Une idée de fête, c’est ce magnum de Veuve Clicquot rosé 1964 entouré de deux magnifiques aiguières à champagne.

Je souhaite à tous les lecteurs de ce blog et à tous ceux avec qui j’ai partagé de grands vins, de bonnes fêtes de Noël et mes voeux de bonne et heureuse année.

Such a picture gives an image of fine dining and drinking.

I wish all the visitors of this blog, and to all the persons with whom I have shared great wines, a very happy Christmas, and a very successful new year.

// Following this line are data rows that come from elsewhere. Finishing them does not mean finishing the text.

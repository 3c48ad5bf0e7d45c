// Copyright 2025 Neuraville Inc.
// SPDX-License-Identifier: Apache-2.0

//! Serial diagnostic output
//!
//! Line-oriented text on the board's console. Per cycle, optionally:
//!
//! ```text
//! [  65536] -> Class 0 cirrus: 0.0%        (print_scores)
//! Start                                    (dump_features)
//! stratus                                  (always: index or label)
//! 7F, 80, 81, ...                          (dump_features, 16 per line)
//! Create New File                          (dump_features)
//! ```
//!
//! The `Start` / hex / `Create New File` framing is what the host-side
//! `frame_decoder` tool parses. Console failures are logged and ignored.

use nimbus_config::{DiagnosticsConfig, ReportMode};
use nimbus_hal::SerialIO;
use nimbus_neural::{ClassificationResult, FeatureTensor, ProbabilityVector, ScoreVector};
use tracing::warn;

/// Opens a feature dump block
pub const DUMP_START: &str = "Start";
/// Closes a feature dump block
pub const DUMP_END: &str = "Create New File";
/// Hex values per dump line
pub const DUMP_VALUES_PER_LINE: usize = 16;

/// `[%7d] -> Class %d %s: %d.%d%%` for every class
pub fn score_lines<const N: usize>(
    scores: &ScoreVector<N>,
    probabilities: &ProbabilityVector<N>,
    labels: &[String],
) -> Vec<String> {
    scores
        .as_slice()
        .iter()
        .zip(probabilities.confidences())
        .enumerate()
        .map(|(i, (score, confidence))| {
            let label = labels.get(i).map(String::as_str).unwrap_or("?");
            format!("[{:7}] -> Class {} {}: {}", score, i, label, confidence)
        })
        .collect()
}

/// Winning class as an index or a label
pub fn result_line(result: &ClassificationResult, labels: &[String], mode: ReportMode) -> String {
    match (mode, labels.get(result.class_index)) {
        (ReportMode::Label, Some(label)) => label.clone(),
        _ => result.class_index.to_string(),
    }
}

/// Grayscale view of the tensor as `XX, ` separated hex, 16 values per line
pub fn feature_dump_lines(tensor: &FeatureTensor) -> Vec<String> {
    let gray: Vec<u8> = tensor.grayscale().collect();
    let chunks = gray.chunks(DUMP_VALUES_PER_LINE);
    let last = chunks.len().saturating_sub(1);
    chunks
        .enumerate()
        .map(|(n, chunk)| {
            let mut line = chunk
                .iter()
                .map(|v| format!("{:02X}", v))
                .collect::<Vec<_>>()
                .join(", ");
            if n != last {
                line.push_str(", ");
            }
            line
        })
        .collect()
}

/// Writes one cycle's diagnostics to the console
pub struct Diagnostics<S: SerialIO> {
    serial: S,
    config: DiagnosticsConfig,
    labels: Vec<String>,
}

impl<S: SerialIO> Diagnostics<S> {
    pub fn new(serial: S, config: DiagnosticsConfig, labels: Vec<String>) -> Self {
        Self {
            serial,
            config,
            labels,
        }
    }

    /// Free-form console line
    pub fn line(&mut self, text: &str) {
        if let Err(e) = self.serial.write_line(text) {
            warn!(target: "nimbus-node", "console write failed: {}", e);
        }
    }

    pub fn report<const N: usize>(
        &mut self,
        scores: &ScoreVector<N>,
        probabilities: &ProbabilityVector<N>,
        result: &ClassificationResult,
        tensor: &FeatureTensor,
    ) {
        if self.config.print_scores {
            for line in score_lines(scores, probabilities, &self.labels) {
                self.line(&line);
            }
        }

        let dump = self.config.dump_features;
        if dump {
            self.line(DUMP_START);
        }
        let text = result_line(result, &self.labels, self.config.report);
        self.line(&text);
        if dump {
            for line in feature_dump_lines(tensor) {
                self.line(&line);
            }
            self.line(DUMP_END);
        }

        if let Err(e) = self.serial.flush() {
            warn!(target: "nimbus-node", "console flush failed: {}", e);
        }
    }
}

difficult to find a wine which has just 100 years !

 

Noël commence très tôt avec La Landonne 1986 jeudi, 21 décembre 2006

Noël donne lieu à des dîners familiaux qui démarrent avant l’heure. Ma fille cadette vient dîner à la maison avec son futur époux. Pour une fois, c’est à moi d’adapter mes vins au programme de ma femme. Sur des toasts au foie gras, nous dégustons Haut-Brion blanc 1979. La couleur a commencé à s’ambrer légèrement. Le nez est distingué. En bouche l’acidité est forte. C’est surtout les agrumes, dont le citron, qui apparaissent. Le vin est évidemment plaisant, mais je reste un peu sur ma faim. Alors que son bouchon est impeccable et son niveau parfait, ce vin me donne l’impression d’avoir vieilli trop vite. Ses agrumes rappellent un peu ceux de l’Yquem 2002. Nous passons à table et le Haut-Brion se met à exister. Sur la coquille Saint-jacques juste poêlée, sur les poireaux saisis à la crème, et sur les racines de cerfeuil. Le vin vibre, trouve une longueur qu’il n’avait pas. C’est un Haut-Brion blanc plutôt sec et discret qui ne marquera pas ma mémoire même s’il fut bon.

Tout cela n’est pas grave, car le vin qui arrive a de la générosité pour deux. Sur des pâtes al dente et un foie gras juste saisi, la Côte Rôtie La Landonne Guigal 1986 est un vin impérial. C’est « le » vin parfait. Il a tout. Sa couleur est intense et dense, son nez est chaleureux et tend les bras. Et en bouche, le velouté est exquis, rehaussé par l’apaisante saveur du foie gras traité en douceur. Ce vin est tellement simple que c’en est presque insolent. Un vin que l’on n’arrêterait pas de boire tant il est extraordinaire. C’est incroyable qu’avec ce vin on ne se pose aucune question. Il est là, il est beau, il affiche une longueur rare, et tout y est intégré, ordonnancé pour donner le plus grand des plaisirs. Quel vin ! Sur le papier, un tel accord ne paraîtrait pas évident. Il le fut car le doucereux et le velouté se combinaient sensuellement.

Pressentant sans doute qu’un liquoreux conclurait le repas, un fromage à pâte bleue bien crémeux arrive sur la table. Le Château d’Yquem 1954 est d’une couleur particulièrement foncée, évoquant un thé fort ou du sucre fondu. Le premier parfum qui s’exprime est celui de l’ananas, suivi d’agrumes et de thé. En bouche, le vin est fort, caramélisé, et les agrumes s’ouvrent quand le vin s’aère. Je sens ce vin un peu fermé, un peu poussiéreux, de faible longueur, mais Yquem étant Yquem, très expressif. Et le coup de baguette magique vient des tranches d’ananas juste poêlées sur une trace de beurre et de vinaigre balsamique, nappées d’un fin coulis de mandarine. Comme si l’on avait réveillé les instincts les plus profonds de l’Yquem il s’est mis à chanter sur l’ananas, et a trouvé une longueur qu’il n’avait pas. Magnifique Yquem qui me semble faire partie des Yquem chauffés de soleil, cueillis tard, aux accents de 1921. L’avant Noël démarre bien.